Here are some common colors:
- FF0000 Red (only the red channel)
- 00FF00 Green (only the green channel)
- 0000FF Blue (only the blue channel)
- 000000 Black (all channels off)
- FFFFFF White (all channels on)
- 808080 Gray (all channels at half)
If you think about the color spectrum, yellow is halfway between red and green. So how do we make a color halfway between the two? By turning on those two channels. Similarly, halfway between green and blue is cyan. If you think of the spectrum as a circle rather than a line, then halfway between blue and red is magenta.
- FFFF00 Yellow
- 00FFFF Cyan
- FF00FF Magenta
What about the other colors, such as orange? Orange isn't halfway between any of the channels. However, it is halfway between red and yellow. To make orange, we have to decrease the green channel so that the average is closer to red. How about we cut the green in half? FF8000 = Orange.

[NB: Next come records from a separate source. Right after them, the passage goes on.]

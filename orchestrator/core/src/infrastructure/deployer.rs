// Copyright (c) 2026 100monkeys.ai
// SPDX-License-Identifier: AGPL-3.0

use serde_json::{json, Value};
use std::sync::Arc;

use crate::domain::errors::ProxyInvocationError;
use crate::domain::management::{ManagementConnection, ObjectName};
use crate::domain::module::{ArtifactLocation, ModuleIdentity, ModuleSet, TargetSet};
use crate::infrastructure::proxy::{CapabilityInterface, ManagedObjectProxy};

const STRING: &str = "java.lang.String";
const STRING_ARRAY: &str = "[Ljava.lang.String;";

/// Capability interface every supported deployer object exposes.
pub fn deployer_interface() -> CapabilityInterface {
    CapabilityInterface::new("Deployer")
        .method("getAvailableModules", &[])
        .method("getRunningModules", &[])
        .method("getFailedModules", &[])
        .method("getTargets", &[])
        .method("distribute", &[STRING, STRING_ARRAY])
        .method("start", &[STRING])
        .method("stop", &[STRING])
        .method("undeploy", &[STRING])
}

/// Typed calls against a backend's deployer object.
pub struct DeployerClient {
    proxy: ManagedObjectProxy,
}

impl DeployerClient {
    pub fn new(connection: Arc<dyn ManagementConnection>, deployer: ObjectName) -> Self {
        Self {
            proxy: ManagedObjectProxy::new(connection, deployer, &deployer_interface()),
        }
    }

    pub async fn available_modules(&self) -> Result<ModuleSet, ProxyInvocationError> {
        self.proxy.call_as::<Vec<String>>("getAvailableModules", vec![]).await.map(ModuleSet::from_iter)
    }

    pub async fn running_modules(&self) -> Result<ModuleSet, ProxyInvocationError> {
        self.proxy.call_as::<Vec<String>>("getRunningModules", vec![]).await.map(ModuleSet::from_iter)
    }

    pub async fn failed_modules(&self) -> Result<ModuleSet, ProxyInvocationError> {
        self.proxy.call_as::<Vec<String>>("getFailedModules", vec![]).await.map(ModuleSet::from_iter)
    }

    pub async fn targets(&self) -> Result<TargetSet, ProxyInvocationError> {
        self.proxy.call_as::<Vec<String>>("getTargets", vec![]).await.map(TargetSet::new)
    }

    pub async fn distribute(
        &self,
        artifact: &ArtifactLocation,
        targets: &TargetSet,
    ) -> Result<Value, ProxyInvocationError> {
        self.proxy
            .call("distribute", vec![json!(artifact.uri), json!(targets.as_slice())])
            .await
    }

    pub async fn start(&self, module: &ModuleIdentity) -> Result<Value, ProxyInvocationError> {
        self.proxy.call("start", vec![json!(module.as_str())]).await
    }

    pub async fn stop(&self, module: &ModuleIdentity) -> Result<Value, ProxyInvocationError> {
        self.proxy.call("stop", vec![json!(module.as_str())]).await
    }

    pub async fn undeploy(&self, module: &ModuleIdentity) -> Result<Value, ProxyInvocationError> {
        self.proxy.call("undeploy", vec![json!(module.as_str())]).await
    }
}
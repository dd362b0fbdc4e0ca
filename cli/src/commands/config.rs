// Copyright (c) 2026 100monkeys.ai
// SPDX-License-Identifier: AGPL-3.0

//! Configuration management commands
//!
//! Commands: show, validate, generate

use anyhow::{Context, Result};
use clap::Subcommand;
use colored::Colorize;
use std::path::PathBuf;

use stevedore_core::domain::backend::BackendKind;
use stevedore_core::domain::config::DeployerConfigManifest;

pub const SAMPLE_CONFIG: &str = include_str!("../../templates/stevedore.yaml");

#[derive(Subcommand)]
pub enum ConfigCommand {
    /// Show current configuration
    Show {
        /// Show config file paths checked
        #[arg(long)]
        paths: bool,
    },

    /// Validate configuration file
    Validate {
        /// Path to config file (default: discover)
        #[arg(value_name = "FILE")]
        file: Option<PathBuf>,
    },

    /// Generate sample configuration
    Generate {
        /// Output path
        #[arg(short, long, default_value = "./stevedore.yaml")]
        output: PathBuf,
    },
}

pub async fn handle_command(command: ConfigCommand, config_override: Option<PathBuf>) -> Result<()> {
    match command {
        ConfigCommand::Show { paths } => show(config_override, paths).await,
        ConfigCommand::Validate { file } => validate(file.or(config_override)).await,
        ConfigCommand::Generate { output } => generate(output).await,
    }
}

async fn show(config_override: Option<PathBuf>, show_paths: bool) -> Result<()> {
    if show_paths {
        println!("{}", "Configuration discovery paths:".bold());
        if let Some(path) = &config_override {
            println!("  1. --config flag: {}", path.display());
        } else {
            println!("  1. --config flag: {}", "(not set)".dimmed());
        }
        println!(
            "  2. STEVEDORE_CONFIG_PATH: {}",
            std::env::var("STEVEDORE_CONFIG_PATH")
                .unwrap_or_else(|_| "(not set)".to_string())
                .dimmed()
        );
        println!("  3. ./stevedore.yaml");
        println!("  4. ~/.stevedore/config.yaml");
        println!("  5. /etc/stevedore/config.yaml");
        println!();
    }

    let config = DeployerConfigManifest::load(config_override).context("Failed to load configuration")?;
    let spec = &config.spec;

    println!("{}", "Current configuration:".bold());
    println!();

    println!("{}", "Target:".bold());
    println!("  Name: {}", config.metadata.name);
    if let Some(labels) = &config.metadata.labels {
        for (key, value) in labels {
            println!("  {}: {}", key, value);
        }
    }
    println!();

    println!("{}", "Backend:".bold());
    println!("  Type: {}", spec.backend.backend_type);
    println!("  Deployer: {}", spec.backend.deployer);
    println!("  Match: {:?}", spec.backend.match_policy);
    println!("  Identity: {:?}", spec.identity);
    println!();

    println!("{}", "Endpoints:".bold());
    println!("  Management: {}", spec.endpoint.url);
    if let Some(user) = &spec.endpoint.username {
        println!("    User: {}", user);
    }
    match &spec.telemetry {
        Some(telemetry) => println!("  Telemetry: {}", telemetry.url),
        None => println!("  Telemetry: {}", "(management connection)".dimmed()),
    }
    println!();

    println!("{}", "Timeouts:".bold());
    println!("  Progress: {:?}", spec.timeouts.progress);
    println!(
        "  Listing poll: {} x {:?}",
        spec.timeouts.poll_attempts, spec.timeouts.poll_interval
    );
    println!();

    Ok(())
}

async fn validate(config_path: Option<PathBuf>) -> Result<()> {
    println!("Validating configuration...");

    let config = DeployerConfigManifest::load(config_path).context("Failed to load configuration")?;

    config.validate().context("Configuration validation failed")?;

    if config.spec.backend.backend_type == BackendKind::Notifying {
        println!(
            "{}",
            "! Notifying backends need a connection that supports notifications; the Jolokia bridge does not"
                .yellow()
        );
    }

    println!("{}", "✓ Configuration is valid".green());

    Ok(())
}

async fn generate(output: PathBuf) -> Result<()> {
    std::fs::write(&output, SAMPLE_CONFIG)
        .with_context(|| format!("Failed to write config to {:?}", output))?;

    println!(
        "{}",
        format!("✓ Configuration generated: {}", output.display()).green()
    );

    Ok(())
}

#[cfg(test)]
mod tests {
    use super::*;

    #[test]
    fn test_sample_config_is_valid() {
        let config = DeployerConfigManifest::from_yaml_str(SAMPLE_CONFIG).unwrap();
        config.validate().unwrap();
        assert_eq!(config.spec.backend.backend_type, BackendKind::Listing);
        assert_eq!(config.spec.endpoint.password.as_deref(), Some("env:STEVEDORE_PASSWORD"));
    }

    #[tokio::test]
    async fn test_generate_writes_loadable_file() {
        let dir = tempfile::tempdir().unwrap();
        let output = dir.path().join("stevedore.yaml");

        generate(output.clone()).await.unwrap();

        let loaded = DeployerConfigManifest::from_yaml_file(&output).unwrap();
        assert_eq!(loaded.metadata.name, "local");
    }
}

At this point, you're probably asking yourself, "but what about all of that stuff I learned in art class where red + green = brown?". Paints are pigments, not sources of life. You have to think about those in the absorption spectrum. Red pigment block green and blue, allowing red to come through. Similarly, green pigment blocks red and blue, allowing green to come through. When you mix pigments, you average the absorptive properties of the two. So red + green pigments completely block the blue spectrum and allow about half of the red and green to come through. If we were to express that in hex it would look like 808000, which is a dark yellow, which might as well be brown.
So now it's time to understand the difference between text and binary files. A text file typically uses only the 7 bits defined by ASCII (American Standard Code for Information Interchange). That is, each byte is confined to the range from 0 to 127. In binary that's "0b00000000" to "0b01111111". In hex, that's "0x00" to "0x7F". All of the numbers equal to or greater than than "0b10000000" or "0x80" or 128 are outside the ACSII space. Any file using values outside of ASCII is binary.
In a plain text file, every symbol (e.g letter or punctuation) has a corresponding value in the range of 0-127. For example, captial "A" is "0b01000001" or "0x41" or 65 (decimal). Similarly, capital "B" is "0b01000010" or "0x42" or 66. The numbers from 0-9 are in ASCII slots 48-57, the capital letters are 65-90, the lowercase letters are 97-122, and other symbols are in various places (32-47, 58-64, 91-96, 123-127). Everything below 32 is invisible.
At this point you may be wondering about other alphabets and how they get encoded in a computer. Surely you can't fit all of the symbols in known human language into the range of 0-127. You can't. However, there are multi-byte encodings that offer many more symbols. But for now, we are only considering ASCII.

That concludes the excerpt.